**DATA FOR PROCESSING:**
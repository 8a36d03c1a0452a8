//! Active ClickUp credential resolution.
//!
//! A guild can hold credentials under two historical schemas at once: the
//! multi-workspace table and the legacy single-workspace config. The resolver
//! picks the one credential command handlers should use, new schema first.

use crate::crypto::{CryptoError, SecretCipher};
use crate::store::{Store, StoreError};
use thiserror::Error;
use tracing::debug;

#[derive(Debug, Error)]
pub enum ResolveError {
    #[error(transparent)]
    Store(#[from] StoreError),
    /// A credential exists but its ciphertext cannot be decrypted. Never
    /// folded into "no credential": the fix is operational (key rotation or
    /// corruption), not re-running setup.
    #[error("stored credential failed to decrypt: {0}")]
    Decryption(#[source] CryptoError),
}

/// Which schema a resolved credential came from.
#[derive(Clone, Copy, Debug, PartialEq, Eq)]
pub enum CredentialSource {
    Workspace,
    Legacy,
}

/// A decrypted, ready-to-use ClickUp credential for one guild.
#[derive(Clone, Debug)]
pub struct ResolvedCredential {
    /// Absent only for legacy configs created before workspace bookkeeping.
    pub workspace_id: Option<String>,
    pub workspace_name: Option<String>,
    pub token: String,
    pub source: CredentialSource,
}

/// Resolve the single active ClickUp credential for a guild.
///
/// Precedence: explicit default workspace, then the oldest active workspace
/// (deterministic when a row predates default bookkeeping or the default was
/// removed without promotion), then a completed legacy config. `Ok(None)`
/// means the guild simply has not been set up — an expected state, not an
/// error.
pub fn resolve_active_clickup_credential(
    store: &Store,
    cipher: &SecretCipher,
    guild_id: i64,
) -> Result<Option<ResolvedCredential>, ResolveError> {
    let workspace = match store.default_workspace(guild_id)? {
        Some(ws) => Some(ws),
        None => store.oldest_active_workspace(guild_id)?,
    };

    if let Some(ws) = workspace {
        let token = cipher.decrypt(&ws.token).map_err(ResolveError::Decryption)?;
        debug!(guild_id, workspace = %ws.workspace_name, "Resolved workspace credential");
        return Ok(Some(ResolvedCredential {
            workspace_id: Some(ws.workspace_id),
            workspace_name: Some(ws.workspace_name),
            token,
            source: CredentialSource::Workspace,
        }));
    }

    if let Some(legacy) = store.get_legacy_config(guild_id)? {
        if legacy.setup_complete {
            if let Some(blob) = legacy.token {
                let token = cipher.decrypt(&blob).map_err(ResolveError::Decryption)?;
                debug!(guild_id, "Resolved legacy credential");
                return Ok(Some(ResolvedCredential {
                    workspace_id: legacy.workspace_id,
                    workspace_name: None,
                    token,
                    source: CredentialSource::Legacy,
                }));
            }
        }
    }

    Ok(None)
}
--
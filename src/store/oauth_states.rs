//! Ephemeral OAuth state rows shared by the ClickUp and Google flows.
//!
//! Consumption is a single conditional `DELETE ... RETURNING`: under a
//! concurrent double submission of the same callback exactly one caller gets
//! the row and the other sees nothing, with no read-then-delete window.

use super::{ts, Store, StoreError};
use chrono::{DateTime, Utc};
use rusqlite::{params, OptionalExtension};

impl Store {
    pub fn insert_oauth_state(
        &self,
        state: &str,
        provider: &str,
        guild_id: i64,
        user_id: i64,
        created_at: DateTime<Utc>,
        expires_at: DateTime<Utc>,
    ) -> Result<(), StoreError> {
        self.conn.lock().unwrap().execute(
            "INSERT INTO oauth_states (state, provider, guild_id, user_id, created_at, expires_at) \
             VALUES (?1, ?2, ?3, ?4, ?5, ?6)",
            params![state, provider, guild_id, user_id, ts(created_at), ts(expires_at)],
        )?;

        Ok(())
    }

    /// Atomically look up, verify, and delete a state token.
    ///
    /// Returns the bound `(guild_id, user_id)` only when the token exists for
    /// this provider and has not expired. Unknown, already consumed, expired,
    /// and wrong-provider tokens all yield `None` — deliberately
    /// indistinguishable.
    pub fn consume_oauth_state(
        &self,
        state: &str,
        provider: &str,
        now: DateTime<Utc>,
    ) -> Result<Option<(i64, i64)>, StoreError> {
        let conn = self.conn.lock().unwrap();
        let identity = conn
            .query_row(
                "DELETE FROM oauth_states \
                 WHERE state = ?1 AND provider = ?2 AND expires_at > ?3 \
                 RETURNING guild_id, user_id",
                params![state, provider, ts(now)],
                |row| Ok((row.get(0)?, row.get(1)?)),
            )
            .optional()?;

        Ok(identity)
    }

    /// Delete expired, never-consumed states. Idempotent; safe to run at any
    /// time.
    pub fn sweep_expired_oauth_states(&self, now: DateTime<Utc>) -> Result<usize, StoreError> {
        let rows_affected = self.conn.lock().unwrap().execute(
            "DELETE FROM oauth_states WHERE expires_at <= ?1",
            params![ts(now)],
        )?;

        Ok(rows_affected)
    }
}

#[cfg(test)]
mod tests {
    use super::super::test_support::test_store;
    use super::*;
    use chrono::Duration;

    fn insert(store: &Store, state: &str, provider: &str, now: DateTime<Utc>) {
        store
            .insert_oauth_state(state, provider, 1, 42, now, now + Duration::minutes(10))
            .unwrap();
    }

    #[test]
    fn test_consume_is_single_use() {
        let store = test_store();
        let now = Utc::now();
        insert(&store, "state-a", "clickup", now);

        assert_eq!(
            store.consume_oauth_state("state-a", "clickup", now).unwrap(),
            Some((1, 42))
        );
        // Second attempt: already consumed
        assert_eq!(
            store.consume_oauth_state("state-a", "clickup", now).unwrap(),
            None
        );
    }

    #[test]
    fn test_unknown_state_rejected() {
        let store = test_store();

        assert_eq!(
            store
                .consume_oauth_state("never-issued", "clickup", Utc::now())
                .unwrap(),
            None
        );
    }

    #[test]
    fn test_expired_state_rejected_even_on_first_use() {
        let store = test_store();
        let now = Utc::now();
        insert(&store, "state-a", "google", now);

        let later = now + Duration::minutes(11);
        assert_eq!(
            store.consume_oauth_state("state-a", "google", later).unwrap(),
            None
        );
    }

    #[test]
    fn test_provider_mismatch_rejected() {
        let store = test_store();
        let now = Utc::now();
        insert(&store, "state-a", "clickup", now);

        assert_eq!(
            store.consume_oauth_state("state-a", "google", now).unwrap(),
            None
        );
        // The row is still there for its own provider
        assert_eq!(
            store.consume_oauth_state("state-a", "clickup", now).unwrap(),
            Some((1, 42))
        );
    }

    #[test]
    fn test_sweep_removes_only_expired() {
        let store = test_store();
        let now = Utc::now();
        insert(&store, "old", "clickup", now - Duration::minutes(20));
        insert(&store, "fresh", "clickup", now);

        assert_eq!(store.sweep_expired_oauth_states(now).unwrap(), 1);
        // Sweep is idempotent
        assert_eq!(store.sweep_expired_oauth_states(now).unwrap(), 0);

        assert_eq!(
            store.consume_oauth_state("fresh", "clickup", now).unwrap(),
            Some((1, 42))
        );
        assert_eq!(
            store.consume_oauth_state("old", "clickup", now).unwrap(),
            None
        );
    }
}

**WHAT THIS TASK INVOLVES:**
Please count the lines of the entries above that include "Clone" and give only the total.

**ANSWER TO THIS PROBLEM:**
2